Data collection methodology
Figure 3 summarizes the methodology and data collection techniques described in original data sources that were used to collect the networks. We highlight that studies rely on a variety of data collection methodologies and timescales, reflecting empirical constraints and the disparate scientific purposes of each study. It is important that future comparative studies take into account these differences [20].

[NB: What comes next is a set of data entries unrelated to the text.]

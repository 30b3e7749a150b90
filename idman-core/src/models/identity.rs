//! Identity store records: users, groups, permission sets, assignments.

use std::collections::BTreeMap;
use std::fmt;
use std::str::FromStr;

use chrono::{DateTime, Utc};
use serde::{Deserialize, Serialize};

use crate::errors::ValidationError;

/// Kind of principal an assignment binds.
#[derive(Debug, Clone, Copy, PartialEq, Eq, PartialOrd, Ord, Hash, Serialize, Deserialize)]
#[serde(rename_all = "UPPERCASE")]
pub enum PrincipalType {
    User,
    Group,
}

impl fmt::Display for PrincipalType {
    fn fmt(&self, f: &mut fmt::Formatter<'_>) -> fmt::Result {
        match self {
            PrincipalType::User => write!(f, "USER"),
            PrincipalType::Group => write!(f, "GROUP"),
        }
    }
}

impl FromStr for PrincipalType {
    type Err = ValidationError;

    fn from_str(s: &str) -> Result<Self, Self::Err> {
        match s {
            "USER" => Ok(PrincipalType::User),
            "GROUP" => Ok(PrincipalType::Group),
            other => Err(ValidationError::InvalidPrincipalType {
                value: other.to_string(),
                line: None,
            }),
        }
    }
}

/// A user in the identity store.
///
/// `user_name` is unique within the store; `user_id` is assigned by the
/// directory and is the stable key.
#[derive(Debug, Clone, PartialEq, Eq, Serialize, Deserialize)]
pub struct UserData {
    pub user_id: String,
    pub user_name: String,
    #[serde(default, skip_serializing_if = "Option::is_none")]
    pub display_name: Option<String>,
    #[serde(default, skip_serializing_if = "Option::is_none")]
    pub email: Option<String>,
    #[serde(default, skip_serializing_if = "Option::is_none")]
    pub given_name: Option<String>,
    #[serde(default, skip_serializing_if = "Option::is_none")]
    pub family_name: Option<String>,
    #[serde(default = "default_active")]
    pub active: bool,
    /// External identity provider ids, name -> value.
    #[serde(default, skip_serializing_if = "BTreeMap::is_empty")]
    pub external_ids: BTreeMap<String, String>,
    /// Directory-reported modification stamp, used by incremental collection.
    #[serde(default, skip_serializing_if = "Option::is_none")]
    pub last_modified: Option<DateTime<Utc>>,
}

fn default_active() -> bool {
    true
}

impl UserData {
    /// Whether any scalar identity field differs from `other`.
    /// Drives MERGE conflict resolution for users.
    pub fn identity_differs_from(&self, other: &UserData) -> bool {
        self.display_name != other.display_name
            || self.email != other.email
            || self.given_name != other.given_name
            || self.family_name != other.family_name
            || self.active != other.active
    }
}

/// A group in the identity store. `display_name` is the natural key.
#[derive(Debug, Clone, PartialEq, Eq, Serialize, Deserialize)]
pub struct GroupData {
    pub group_id: String,
    pub display_name: String,
    #[serde(default, skip_serializing_if = "Option::is_none")]
    pub description: Option<String>,
    /// User ids of the group members.
    #[serde(default, skip_serializing_if = "Vec::is_empty")]
    pub members: Vec<String>,
    #[serde(default, skip_serializing_if = "Option::is_none")]
    pub last_modified: Option<DateTime<Utc>>,
}

/// A customer-managed policy reference attached to a permission set.
#[derive(Debug, Clone, PartialEq, Eq, Serialize, Deserialize)]
pub struct CustomerManagedPolicy {
    pub name: String,
    #[serde(default, skip_serializing_if = "Option::is_none")]
    pub path: Option<String>,
}

/// A named bundle of policies assignable to a principal in an account.
/// `name` is unique within an instance; `permission_set_arn` is the stable key.
#[derive(Debug, Clone, PartialEq, Eq, Serialize, Deserialize)]
pub struct PermissionSetData {
    pub permission_set_arn: String,
    pub name: String,
    #[serde(default, skip_serializing_if = "Option::is_none")]
    pub description: Option<String>,
    #[serde(default, skip_serializing_if = "Option::is_none")]
    pub session_duration: Option<String>,
    #[serde(default, skip_serializing_if = "Option::is_none")]
    pub relay_state: Option<String>,
    #[serde(default, skip_serializing_if = "Option::is_none")]
    pub inline_policy: Option<String>,
    /// Managed policy arns, in attachment order.
    #[serde(default, skip_serializing_if = "Vec::is_empty")]
    pub managed_policies: Vec<String>,
    #[serde(default, skip_serializing_if = "Vec::is_empty")]
    pub customer_managed_policies: Vec<CustomerManagedPolicy>,
    #[serde(default, skip_serializing_if = "Option::is_none")]
    pub permissions_boundary: Option<String>,
    #[serde(default, skip_serializing_if = "Option::is_none")]
    pub last_modified: Option<DateTime<Utc>>,
}

/// A binding of one principal to one permission set within one account.
///
/// Identity is the full 4-tuple; duplicate assignments are idempotent no-ops.
#[derive(Debug, Clone, PartialEq, Eq, PartialOrd, Ord, Hash, Serialize, Deserialize)]
pub struct AssignmentData {
    pub account_id: String,
    pub permission_set_arn: String,
    pub principal_type: PrincipalType,
    pub principal_id: String,
}

impl AssignmentData {
    /// Stable identity key for journals, caches, and sorting.
    pub fn assignment_key(&self) -> String {
        format!(
            "{}:{}:{}:{}",
            self.account_id, self.permission_set_arn, self.principal_type, self.principal_id
        )
    }
}

/// A top-level instance as reported by the directory service.
#[derive(Debug, Clone, PartialEq, Eq, Serialize, Deserialize)]
pub struct InstanceInfo {
    pub instance_arn: String,
    pub identity_store_id: String,
}

/// An account visible to the organization listing.
#[derive(Debug, Clone, PartialEq, Eq, Serialize, Deserialize)]
pub struct AccountInfo {
    pub account_id: String,
    pub name: String,
    /// Lifecycle status, e.g. "ACTIVE".
    pub status: String,
}

impl AccountInfo {
    pub fn is_active(&self) -> bool {
        self.status == "ACTIVE"
    }
}

#[cfg(test)]
mod tests {
    use super::*;

    #[test]
    fn principal_type_round_trips_through_display() {
        for kind in [PrincipalType::User, PrincipalType::Group] {
            assert_eq!(kind.to_string().parse::<PrincipalType>().unwrap(), kind);
        }
    }

    #[test]
    fn unknown_principal_type_is_rejected() {
        assert!("ROLE".parse::<PrincipalType>().is_err());
    }

    #[test]
    fn assignment_key_is_the_four_tuple() {
        let assignment = AssignmentData {
            account_id: "123456789012".to_string(),
            permission_set_arn: "arn:aws:sso:::permissionSet/ins-1/ps-1".to_string(),
            principal_type: PrincipalType::Group,
            principal_id: "g-1".to_string(),
        };
        assert_eq!(
            assignment.assignment_key(),
            "123456789012:arn:aws:sso:::permissionSet/ins-1/ps-1:GROUP:g-1"
        );
    }
}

Assessing network structure
We used the Python NetworkX package [12] to examine the structural properties of the social networks associated with each species. We calculated the following structural properties for each social network in the repository: total nodes, total edges, network density, network average degree, degree heterogeneity, degree assortativity, average clustering coeffcient (unweighted and weighted), transitivity, average betweenness centrality (unweighted and weighted), average clustering coeffcient (weighted and unweighted), Newman modularity, maximum modularity, relative modularity, group cohesion, and network diameter. These network metrics are defined in Table 1.
In Figure 4 we capture the structural similarity between the social networks included in the repository. Social networks of mammals tend to cluster together, although some structural overlap also exists with the social networks of insects and fish. Social networks that describe spatial proximity, physical contact and grooming interactions between animals tend to be structurally similar.
Usage Notes
There are several open-source network libraries that can be used to analyze and visualize the networks provided in GraphML format at ASNR. Examples of network analysis and visualization softwares include NetworkX in Python, igraph in R, Cytoscape, yEd and Gephi.
Competing financial interests
The authors declare no competing financial interests.
Acknowledgements
This work was supported by the National Science Foundation Ecology and Evolution of Infectious Diseases Grant 1216054.